A pesada derrota do chavismo nas legislativas da Venezuela representa um novo golpe para a esquerda na América Latina, que também atravessa uma profunda crise na Argentina e no Brasil, com a crise económica a fazer tremer os governos no activo.
A vitória da oposição venezuelana do centro-direita pôs fim a 16 anos de hegemonia do chavismo (do nome do defunto Hugo Chávez), duas semanas depois do triunfo do liberal Mauricio Macri nas presidenciais argentinas, que sucedeu a 18 anos de governos Kirchner (primeiro Nestor, depois Cristina).
No início dos anos 2000, Chávez e Kirchner foram os iniciadores de um efeito dominó de vitórias da esquerda na região. Quinze anos depois, esta corrente está em risco até na primeira potência da América Latina, o Brasil, onde a Presidente Dilma Rousseff está ameaçada por um processo de destituição.
“Estamos a assistir ao desgaste do discurso à esquerda, que teve um efeito de transformação que acabou por produzir experiências regressivas”, considera a analista venezuelana Elsa Cardozo, da Universidade Simon Bolivar.
A chegada da esquerda ao poder em vários países latino-americanos foi acompanhada por uma ambiciosa política social que beneficiou as classes populares, numa região que tem das sociedades mais desiguais do planeta.
“Uma boa parte da popularidade destes governos assentou em subsídios e programas sociais que dependiam de recursos fiscais arrecadados graças aos preços elevados das matérias-primas”, principal produto de exportação da região, observa Carlos Malamud, especialista em América Latina do Instituto Real Elcano de Madrid. “Quando o preço destes recursos começou a descer em flecha, começaram as dificuldades”, acrescentou.
O factor comum a estes países é “a baixa do preço” sofrida pelas matérias-primas, resultado do abrandamento da procura por parte da China, acrescenta Gabriel Puricelli, politólogo da Universidade de Buenos Aires. O outro factor, o desgaste, é “lógico” para governos que ficam no poder muito tempo.
Na Venezuela, país que tem as maiores reservas petrolíferas do mundo, a queda do preço do crude fez afundar a economia, o que provocou graves penúrias de bens de consumo e uma inflação galopante.

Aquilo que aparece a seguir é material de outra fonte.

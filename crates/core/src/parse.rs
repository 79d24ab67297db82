//! HTML parsing and element access.
//!
//! This module provides the [`Document`] and [`Element`] types the rest of
//! the pipeline works against. The one non-obvious piece is
//! [`Element::visible_text`]: complexity scoring and content location must
//! measure what a reader actually sees, so chrome subtrees (script, style,
//! nav, header, footer, aside) are skipped during text collection rather
//! than counted.
//!
//! # Example
//!
//! ```rust
//! use claritas_core::parse::Document;
//!
//! let html = r#"
//!     <html>
//!         <body>
//!             <article><p>Readable text.</p><nav>Skip me</nav></article>
//!         </body>
//!     </html>
//! "#;
//!
//! let doc = Document::parse(html).unwrap();
//! let article = &doc.select("article").unwrap()[0];
//! assert!(!article.visible_text().contains("Skip me"));
//! ```

use ego_tree::NodeRef;
use scraper::{Html, Node, Selector};

use crate::{ClaritasError, Result};

/// Tags whose subtrees never count as readable content.
const CHROME_TAGS: &[&str] = &["script", "style", "nav", "header", "footer", "aside"];

/// Represents a parsed HTML document.
///
/// A Document wraps an HTML page and provides CSS-selector queries plus a
/// document-order element walk used by the content locator.
pub struct Document {
    html: Html,
}

impl Document {
    /// Parses HTML from a string.
    ///
    /// # Example
    ///
    /// ```rust
    /// use claritas_core::parse::Document;
    ///
    /// let doc = Document::parse("<html><body><p>Hello</p></body></html>").unwrap();
    /// assert!(doc.text_content().contains("Hello"));
    /// ```
    pub fn parse(html: &str) -> Result<Self> {
        let html = Html::parse_document(html);
        Ok(Self { html })
    }

    /// Selects elements using a CSS selector.
    ///
    /// # Errors
    ///
    /// Returns [`ClaritasError::HtmlParseError`] if the selector is invalid.
    pub fn select(&'_ self, selector: &str) -> Result<Vec<Element<'_>>> {
        let sel = Selector::parse(selector)
            .map_err(|e| ClaritasError::HtmlParseError(format!("Invalid selector: {}", e)))?;

        Ok(self.html.select(&sel).map(Element::new).collect())
    }

    /// Walks every element in document order.
    ///
    /// The locator relies on this ordering for its first-candidate-wins
    /// tie-break, which selector queries alone cannot provide once several
    /// selector lists are merged.
    pub fn elements(&'_ self) -> Vec<Element<'_>> {
        self.html
            .root_element()
            .descendants()
            .filter_map(scraper::ElementRef::wrap)
            .map(Element::new)
            .collect()
    }

    /// Gets the title of the document, if present.
    pub fn title(&self) -> Option<String> {
        let selector = Selector::parse("title").ok()?;
        self.html
            .select(&selector)
            .next()
            .map(|el| el.text().collect::<String>())
    }

    /// Gets all text content from the document root.
    pub fn text_content(&self) -> String {
        self.html.root_element().text().collect()
    }
}

/// A wrapper around scraper's ElementRef.
///
/// Element represents a single node in the parsed tree and provides the
/// attribute, text, and structural queries the scoring code needs.
#[derive(Clone, Debug)]
pub struct Element<'a> {
    element: scraper::ElementRef<'a>,
}

impl<'a> Element<'a> {
    pub(crate) fn new(element: scraper::ElementRef<'a>) -> Self {
        Self { element }
    }

    /// Stable identity of the underlying node within its document.
    pub fn node_id(&self) -> ego_tree::NodeId {
        self.element.id()
    }

    /// Gets the inner HTML of this element.
    pub fn inner_html(&self) -> String {
        self.element.inner_html()
    }

    /// Gets the outer HTML of this element, including its own tags.
    ///
    /// This is the serialization the snapshot/restore cycle round-trips:
    /// callers must treat the returned string as the byte-exact original.
    pub fn outer_html(&self) -> String {
        self.element.html()
    }

    /// Gets the raw text content of this element, chrome included.
    pub fn text(&self) -> String {
        self.element.text().collect()
    }

    /// Gets the readable text of this element.
    ///
    /// Skips script/style/nav/header/footer/aside subtrees and any subtree
    /// whose class or id marks it as a sidebar, menu, or ad, then trims.
    pub fn visible_text(&self) -> String {
        let mut out = String::new();
        collect_visible_text(*self.element, &mut out);
        out.trim().to_string()
    }

    /// Character length of the readable text.
    pub fn visible_text_len(&self) -> usize {
        self.visible_text().chars().count()
    }

    /// Gets the value of an attribute, or `None` if absent.
    pub fn attr(&self, name: &str) -> Option<&str> {
        self.element.value().attr(name)
    }

    /// Gets the lowercase tag name of this element.
    pub fn tag_name(&self) -> String {
        self.element.value().name().to_lowercase()
    }

    /// Gets the class attribute lowercased, or an empty string.
    pub fn class_attr(&self) -> String {
        self.attr("class").unwrap_or_default().to_lowercase()
    }

    /// Gets the id attribute lowercased, or an empty string.
    pub fn id_attr(&self) -> String {
        self.attr("id").unwrap_or_default().to_lowercase()
    }

    /// Gets the parent element, if any.
    pub fn parent(&self) -> Option<Element<'a>> {
        self.element
            .parent()
            .and_then(scraper::ElementRef::wrap)
            .map(Element::new)
    }

    /// Selects descendant elements using a CSS selector.
    ///
    /// # Errors
    ///
    /// Returns [`ClaritasError::HtmlParseError`] if the selector is invalid.
    pub fn select(&'_ self, selector: &str) -> Result<Vec<Element<'_>>> {
        let sel = Selector::parse(selector)
            .map_err(|e| ClaritasError::HtmlParseError(format!("Invalid selector: {}", e)))?;

        Ok(self.element.select(&sel).map(Element::new).collect())
    }

    /// Counts descendant elements matching a selector.
    pub fn count(&self, selector: &str) -> usize {
        self.select(selector).map(|v| v.len()).unwrap_or(0)
    }
}

fn is_chrome_element(el: &scraper::node::Element) -> bool {
    if CHROME_TAGS.contains(&el.name()) {
        return true;
    }
    let marker = |s: &str| {
        let s = s.to_lowercase();
        s.contains("sidebar") || s.contains("menu") || s.split(&['-', '_', ' '][..]).any(|p| p == "ad")
    };
    el.attr("class").is_some_and(marker) || el.attr("id").is_some_and(marker)
}

fn collect_visible_text(node: NodeRef<'_, Node>, out: &mut String) {
    for child in node.children() {
        match child.value() {
            Node::Text(t) => out.push_str(t),
            Node::Element(el) => {
                if !is_chrome_element(el) {
                    collect_visible_text(child, out);
                }
            }
            _ => {}
        }
    }
}

#[cfg(test)]
mod tests {
    use super::*;

    const SAMPLE_HTML: &str = r#"
        <!DOCTYPE html>
        <html lang="en">
        <head>
            <meta charset="UTF-8">
            <title>Test Page</title>
        </head>
        <body>
            <h1>Heading</h1>
            <article id="story">
                <p class="content">Paragraph 1</p>
                <p class="content">Paragraph 2</p>
                <nav>Table of contents</nav>
                <div class="sidebar">Related stories</div>
                <a href="https://example.com">Link</a>
            </article>
        </body>
        </html>
    "#;

    #[test]
    fn test_parse_document() {
        let doc = Document::parse(SAMPLE_HTML).unwrap();
        assert_eq!(doc.title(), Some("Test Page".to_string()));
    }

    #[test]
    fn test_select_elements() {
        let doc = Document::parse(SAMPLE_HTML).unwrap();
        let elements = doc.select("p.content").unwrap();

        assert_eq!(elements.len(), 2);
        assert_eq!(elements[0].text(), "Paragraph 1");
        assert_eq!(elements[1].text(), "Paragraph 2");
    }

    #[test]
    fn test_visible_text_skips_chrome() {
        let doc = Document::parse(SAMPLE_HTML).unwrap();
        let article = &doc.select("article").unwrap()[0];
        let visible = article.visible_text();

        assert!(visible.contains("Paragraph 1"));
        assert!(!visible.contains("Table of contents"));
        assert!(!visible.contains("Related stories"));
        // raw text keeps everything
        assert!(article.text().contains("Table of contents"));
    }

    #[test]
    fn test_element_attributes() {
        let doc = Document::parse(SAMPLE_HTML).unwrap();
        let article = &doc.select("article").unwrap()[0];

        assert_eq!(article.id_attr(), "story");
        assert_eq!(article.tag_name(), "article");
        assert_eq!(article.count("p"), 2);
        assert_eq!(article.count("a"), 1);
    }

    #[test]
    fn test_invalid_selector() {
        let doc = Document::parse(SAMPLE_HTML).unwrap();
        let result = doc.select("[[invalid");

        assert!(matches!(result, Err(ClaritasError::HtmlParseError(_))));
    }

    #[test]
    fn test_elements_in_document_order() {
        let doc = Document::parse(SAMPLE_HTML).unwrap();
        let tags: Vec<String> = doc
            .elements()
            .iter()
            .map(|e| e.tag_name())
            .filter(|t| t == "h1" || t == "article")
            .collect();

        assert_eq!(tags, vec!["h1".to_string(), "article".to_string()]);
    }

    #[test]
    fn test_ad_marker_is_word_matched() {
        let html = r#"<div class="ad-break">x</div><div class="advanced-reading">y</div>"#;
        let doc = Document::parse(html).unwrap();
        let divs = doc.select("div").unwrap();
        let body = doc.select("body").unwrap();

        assert_eq!(divs.len(), 2);
        let visible = body[0].visible_text();
        assert!(!visible.contains('x'));
        assert!(visible.contains('y'));
    }
}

Mas toda a região sofre com o fim da idade de ouro das matérias-primas: “A América Latina está a sair de um período de excessos e no fim da festa é preciso apresentar a factura”, diz Elsa Cardozo. A analista cita também, como outro exemplo de “desgaste” da esquerda latino-americana, a perda de terreno do Presidente boliviano Evo Morales nas recentes eleições regionais e a decisão do seu homólogo equatoriano Rafael Correa de renunciar a apresentar-se a um terceiro mandato em 2017.
Este fenómeno não é ainda generalizado: Morales foi reeleito confortavelmente em Outubro, e Rafael Correa, tal como Daniel Ortega na Nicarágua, continuam a gozar de bons níveis de popularidade. E a esquerda continua no poder no Chile, com Michelle Bachelet, e no Uruguai, com Tabaré Vazquez.
O secretário-geral da Unasur (União das nações sul-americanas), Ernest Samper, interrogado sobre os recentes resultados eleitorais na Argentina e na Venezuela, disse ter observado simples “viragens” democráticas. Evo Morales, por seu lado, apelou a uma “profunda reflexão” em defesa das “revoluções democráticas”, enquanto Daniel Ortega considerou necessário manter viva a herança de Hugo Chávez.
Para o politólogo guatemalteco Marcio Palacios, o enfraquecimento dos governos de esquerda na América Latina está ligado à corrupção e à sua propensão para repetir os esquemas da direita, como o de “privilegiar uma pequena minoria”. A consequência, diz, é “um regresso da direita, que tem no seu programa a extracção de minerais, de petróleo e de outros recursos naturais.”
Carlos Malamud é mais moderado: “Estamos numa nova etapa política na América Latina, mas isso não quer dizer uma viragem global à direita”. Em cada país que virou recentemente as costas à esquerda, Elsa Cardozo prevê uma “reconfiguração política” face à crise económica. “Talvez tenha chegado a altura de romper com os dogmatismos e de se concentrarem as atenções nas verdadeiras necessidades da América Latina”.